惨め
まともになりたかった。
普通になりたかった。
みんなの当たり前のルートを通りたかった。
小中高普通に卒業して、大学行って、就職して。
恋愛とか人生のサブストーリー的なのは置いといて、大まかな道筋はみんなと同じルートが良かった。
小学6年生の3月に親が離婚して、家庭はめちゃくちゃ。家族のサンドバッグになりながら生きてたら体調崩して、入学早々中学校を休み始めた。
そしたらサボりだのなんだの言われて無視されて、陰口のオンパレード。先生もろくに話聞いてくれないし。
今でも忘れない。夏休み前に相談したら
「もう夏休みに入るから対応できない」って言われたこと。私バカだから信じちゃった。
そのまま3年間不登校のまま、ところてんのように押し出される形で卒業。
行きたかった高校は内申点が足りなくて諦めて、別の私立に入った。制服は可愛かったけどそこでも女子に嫌がらせをされて不登校。
3年に上がるタイミングで通信制に転校した。
今年20歳になるのに、まだ卒業出来ていない。
本当は大学に行って、司書教諭になりたかったのだが、父親にボロカスに言われて否定されたから諦めた。

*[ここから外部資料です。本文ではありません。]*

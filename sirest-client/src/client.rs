//! `SirestClient`: typed access to the backend resources
//!
//! Resource methods live in [`crate::api`], one module per resource. Each
//! unpacks the `{ success, <resource>: payload }` envelope.

use crate::config::ClientConfig;
use crate::error::ClientResult;
use crate::http::{HttpClient, NetworkHttpClient};
use crate::session::Session;
use serde::Serialize;
use serde::de::DeserializeOwned;
use shared::response::Envelope;
use std::sync::Arc;

/// Backend client, cheap to clone
#[derive(Debug)]
pub struct SirestClient<C: HttpClient = NetworkHttpClient> {
    http: Arc<C>,
}

impl<C: HttpClient> Clone for SirestClient<C> {
    fn clone(&self) -> Self {
        Self {
            http: Arc::clone(&self.http),
        }
    }
}

impl SirestClient<NetworkHttpClient> {
    pub fn new(config: ClientConfig) -> ClientResult<Self> {
        Ok(Self::with_http(NetworkHttpClient::new(config)?))
    }

    /// Build from `SIREST_*` environment variables
    pub fn from_env() -> ClientResult<Self> {
        Self::new(ClientConfig::from_env())
    }
}

impl<C: HttpClient> SirestClient<C> {
    pub fn with_http(http: C) -> Self {
        Self {
            http: Arc::new(http),
        }
    }

    pub fn http(&self) -> &Arc<C> {
        &self.http
    }

    /// GET `endpoint` and take `field` from the envelope
    pub(crate) async fn fetch<T: DeserializeOwned>(
        &self,
        endpoint: &str,
        field: &str,
        session: Option<&Session>,
    ) -> ClientResult<T> {
        let env: Envelope = self.http.get(endpoint, session).await?;
        Ok(env.take(field)?)
    }

    /// GET `endpoint`; a null `field` yields `T::default()`, a missing one is an error
    pub(crate) async fn fetch_or_default<T: DeserializeOwned + Default>(
        &self,
        endpoint: &str,
        field: &str,
        session: Option<&Session>,
    ) -> ClientResult<T> {
        let env: Envelope = self.http.get(endpoint, session).await?;
        Ok(env.take_or_default(field)?)
    }

    pub(crate) async fn post_for<T: DeserializeOwned, B: Serialize + Sync>(
        &self,
        endpoint: &str,
        field: &str,
        body: &B,
        session: Option<&Session>,
    ) -> ClientResult<T> {
        let env: Envelope = self.http.post(endpoint, body, session).await?;
        Ok(env.take(field)?)
    }

    pub(crate) async fn put_for<T: DeserializeOwned, B: Serialize + Sync>(
        &self,
        endpoint: &str,
        field: &str,
        body: &B,
        session: Option<&Session>,
    ) -> ClientResult<T> {
        let env: Envelope = self.http.put(endpoint, body, session).await?;
        Ok(env.take(field)?)
    }

    /// POST and only check `success`
    pub(crate) async fn post_unit<B: Serialize + Sync>(
        &self,
        endpoint: &str,
        body: &B,
        session: Option<&Session>,
    ) -> ClientResult<()> {
        let env: Envelope = self.http.post(endpoint, body, session).await?;
        env.ensure_success()?;
        Ok(())
    }
}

母は応援してくれるみたいだけど、私はもういいや、と思っている。
バイトを始めるも、うつ病が原因でシフトに入れなかったり当欠したりで辞めることが多く、ろくに働けていない。
このままでは就職も危ない。ていうか、私がきちんと他の人と同じように仕事できるとは到底思えない。
あー、もう死なせてくれよ。頼むよ。
なんでこんな思いをしながら、迷惑をかけていると思いながら、申し訳なさと惨めさを感じながら、ずるずる生きていかねばならないのだ。
同じクラスで私のことを散々嫌ってきていた女たちは楽しく暮らしているのだろう。小3の私に手を出して性暴力をふるった2個上のいとこも、彼女と結婚するかもしれないらしい。
なんで私だけこんなに悩んでいるんだ。
なんでみんなのうのうと生きているんだ。
なんで、許されてるんだ。
体育祭が怖くて行きたくないと朝から泣く私に、母が言った。
「こんなことで泣かないでよ」と。
泣く度に頭の中でこの言葉がグルグルと回り出す。
今悩んでることもきっと《こんなこと》なのであって、みんなから見たら私は水たまりに顔をつけて溺れる!死ぬ!助けて!と喚いている馬鹿なのであろう。
そう思ったら、ますます自分が惨めで死にたくなってきた。
賢い人が言っていた。
誰も助けてはくれないんだから、自分で助かるしかないらしい。
その自分が川に流れてる藻のかけら並に弱々しく、頼りない場合はどうしたらいいんだろう。
《こんなこと》で悩み続けて死にたくなっている私を、誰かが助けてくれるとは到底思えないし、自分で助けることができるとも到底思えない。
まともに、普通に生きている人には分からない苦しみがあなたには理解できるんだよ。素晴らしいことだよ。と言われたのを今思い出した。
こんなクソみたいな苦しみ、味わいたくなんてなかったよバーーーーカ。
苦しみを理解してあげられる素晴らしい人になんて勝手に昇華しないでくれ。
できることならこんな惨めな気持ちも死にたいという気持ちも1ミリも理解できない人生を歩みたかった。
まともに、なりたかった。ただ、それだけ。